I found the style of the book a little mechanistic. The narrator of the story, New York Times journalist John Schuyler Moore, comes across as a smart, yet unimaginative man of action who needs many details explained to him Historical details about New York City and recent inventions are often thrown in gratuitously, and left me feeling that Carr wanted to show how much research he had done in preparation for writing this novel. Although there is one main mystery that is the backbone of the novel, the small puzzles that arise throughout the novel rarely go unsolved for more than a few pages. Strangely, although it is a long novel with many details, it is very simple. The detectives gradually build up their profile of the killer and gradually close in on him. The reader can imagine for herself how the book ends.

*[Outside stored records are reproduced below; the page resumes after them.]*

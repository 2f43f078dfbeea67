//! Businesses owning outlets, and the documents filed for them.

use serde::{Deserialize, Serialize};
use std::fmt;
use ts_rs::TS;

use crate::error::ValidationError;
use crate::id::{BusinessId, UserId};
use crate::validation::{validate_name, ValidationResult};

/// Length of a PAN number.
pub const PAN_LENGTH: usize = 10;

/// Length of a GST identification number.
pub const GST_LENGTH: usize = 15;

/// Legal form of a business.
#[derive(Debug, Clone, Copy, PartialEq, Eq, Default, Serialize, Deserialize, TS)]
#[ts(export)]
#[serde(rename_all = "snake_case")]
pub enum BusinessType {
    Proprietorship,
    Partnership,
    LimitedLiabilityPartnership,
    #[default]
    PrivateLimited,
    PublicLimited,
}

impl BusinessType {
    /// Suffix appended to the business name in its legal name.
    pub const fn display_name(&self) -> &'static str {
        match self {
            BusinessType::Proprietorship => "Proprietorship",
            BusinessType::Partnership => "Partnership",
            BusinessType::LimitedLiabilityPartnership => "LLP",
            BusinessType::PrivateLimited => "Private Limited",
            BusinessType::PublicLimited => "Limited",
        }
    }
}

/// The legal entity that owns outlets.
#[derive(Debug, Clone, PartialEq, Eq, Serialize, Deserialize, TS)]
#[ts(export)]
pub struct Business {
    pub id: BusinessId,
    pub name: String,
    pub business_type: BusinessType,
    pub owners: Vec<UserId>,
    pub managers: Vec<UserId>,
    pub gst: Option<String>,
    pub pan: String,
    /// Home state, used to tell instate sales from interstate ones.
    pub home_state: String,
    pub fssai: Option<String>,
    pub is_active: bool,
}

impl Business {
    /// Validates input and builds an active business with no owners yet.
    pub fn new(
        name: &str,
        business_type: BusinessType,
        pan: &str,
        home_state: &str,
    ) -> ValidationResult<Self> {
        let business = Business {
            id: BusinessId::new(),
            name: name.trim().to_string(),
            business_type,
            owners: Vec::new(),
            managers: Vec::new(),
            gst: None,
            pan: pan.trim().to_uppercase(),
            home_state: home_state.trim().to_string(),
            fssai: None,
            is_active: true,
        };
        business.validate()?;
        Ok(business)
    }

    /// Checks name, PAN and GST formats.
    pub fn validate(&self) -> ValidationResult<()> {
        validate_name("name", &self.name)?;
        validate_name("home_state", &self.home_state)?;
        validate_pan(&self.pan)?;
        if let Some(gst) = self.gst.as_deref() {
            validate_gst(gst)?;
        }
        Ok(())
    }

    /// Name followed by the legal form, e.g. "Acme Foods Private Limited".
    pub fn legal_name(&self) -> String {
        format!("{} {}", self.name, self.business_type.display_name())
    }

    pub fn is_owned_by(&self, user: &UserId) -> bool {
        self.owners.contains(user)
    }

    pub fn is_managed_by(&self, user: &UserId) -> bool {
        self.managers.contains(user)
    }
}

impl fmt::Display for Business {
    fn fmt(&self, f: &mut fmt::Formatter<'_>) -> fmt::Result {
        f.write_str(&self.legal_name())
    }
}

/// PAN: five letters, four digits, one letter (`ABCDE1234F`).
pub fn validate_pan(pan: &str) -> ValidationResult<()> {
    let chars: Vec<char> = pan.chars().collect();
    let well_formed = chars.len() == PAN_LENGTH
        && chars[..5].iter().all(|c| c.is_ascii_uppercase())
        && chars[5..9].iter().all(|c| c.is_ascii_digit())
        && chars[9].is_ascii_uppercase();

    if !well_formed {
        return Err(ValidationError::InvalidFormat {
            field: "pan".to_string(),
            reason: "expected 5 letters, 4 digits and a letter".to_string(),
        });
    }
    Ok(())
}

/// GSTIN: 15 uppercase alphanumerics starting with a 2-digit state code.
pub fn validate_gst(gst: &str) -> ValidationResult<()> {
    let well_formed = gst.len() == GST_LENGTH
        && gst.chars().all(|c| c.is_ascii_digit() || c.is_ascii_uppercase())
        && gst.chars().take(2).all(|c| c.is_ascii_digit());

    if !well_formed {
        return Err(ValidationError::InvalidFormat {
            field: "gst".to_string(),
            reason: "expected 15 characters starting with a state code".to_string(),
        });
    }
    Ok(())
}

// =============================================================================
// Business Document
// =============================================================================

/// Kind of registration document on file.
#[derive(Debug, Clone, Copy, PartialEq, Eq, Serialize, Deserialize, TS)]
#[ts(export)]
#[serde(rename_all = "snake_case")]
pub enum DocumentType {
    Pan,
    Gst,
    Fssai,
    IncorporationCertificate,
}

/// Verification state of a document.
#[derive(Debug, Clone, Copy, PartialEq, Eq, Default, Serialize, Deserialize, TS)]
#[ts(export)]
#[serde(rename_all = "snake_case")]
pub enum DocumentStatus {
    #[default]
    Pending,
    Verified,
    Rejected,
}

/// A document filed for a business.
#[derive(Debug, Clone, PartialEq, Eq, Serialize, Deserialize, TS)]
#[ts(export)]
pub struct BusinessDocument {
    pub business_id: BusinessId,
    pub doc_type: DocumentType,
    pub value: Option<String>,
    pub status: DocumentStatus,
}

impl BusinessDocument {
    /// A pending document for `business`.
    pub fn new(business: &Business, doc_type: DocumentType, value: Option<String>) -> Self {
        BusinessDocument {
            business_id: business.id.clone(),
            doc_type,
            value,
            status: DocumentStatus::Pending,
        }
    }
}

Some opportunities are missed. Although the main figure of the novel, Kreisler, visits St. Elizabeth’s mental hospital outside Washington DC, we never get a description of the place. It would have been fascinating to have that infamous asylum described in detail around the turn of the century. Surprisingly little is said about the mental health establishment, those who run the main asylums. It is clear that Kreisler is a renegade thinker, but we don’t get to learn what ideas he is reacting against.
But on the whole this is a rewarding novel that doesn’t pretend to be more than it is. It is clear much research went into its writing, and the overall whole makes a lot of sense. The message is that demons are made, not born, and in order to understand a serial killer, we need to look at his childhood. Some recent cases and research into personality disorders may have thrown doubt on this, but as Carr tells the story, we are forced to examine our horror at the crimes and balance them with the horror of the childhood that molded the character of the criminal.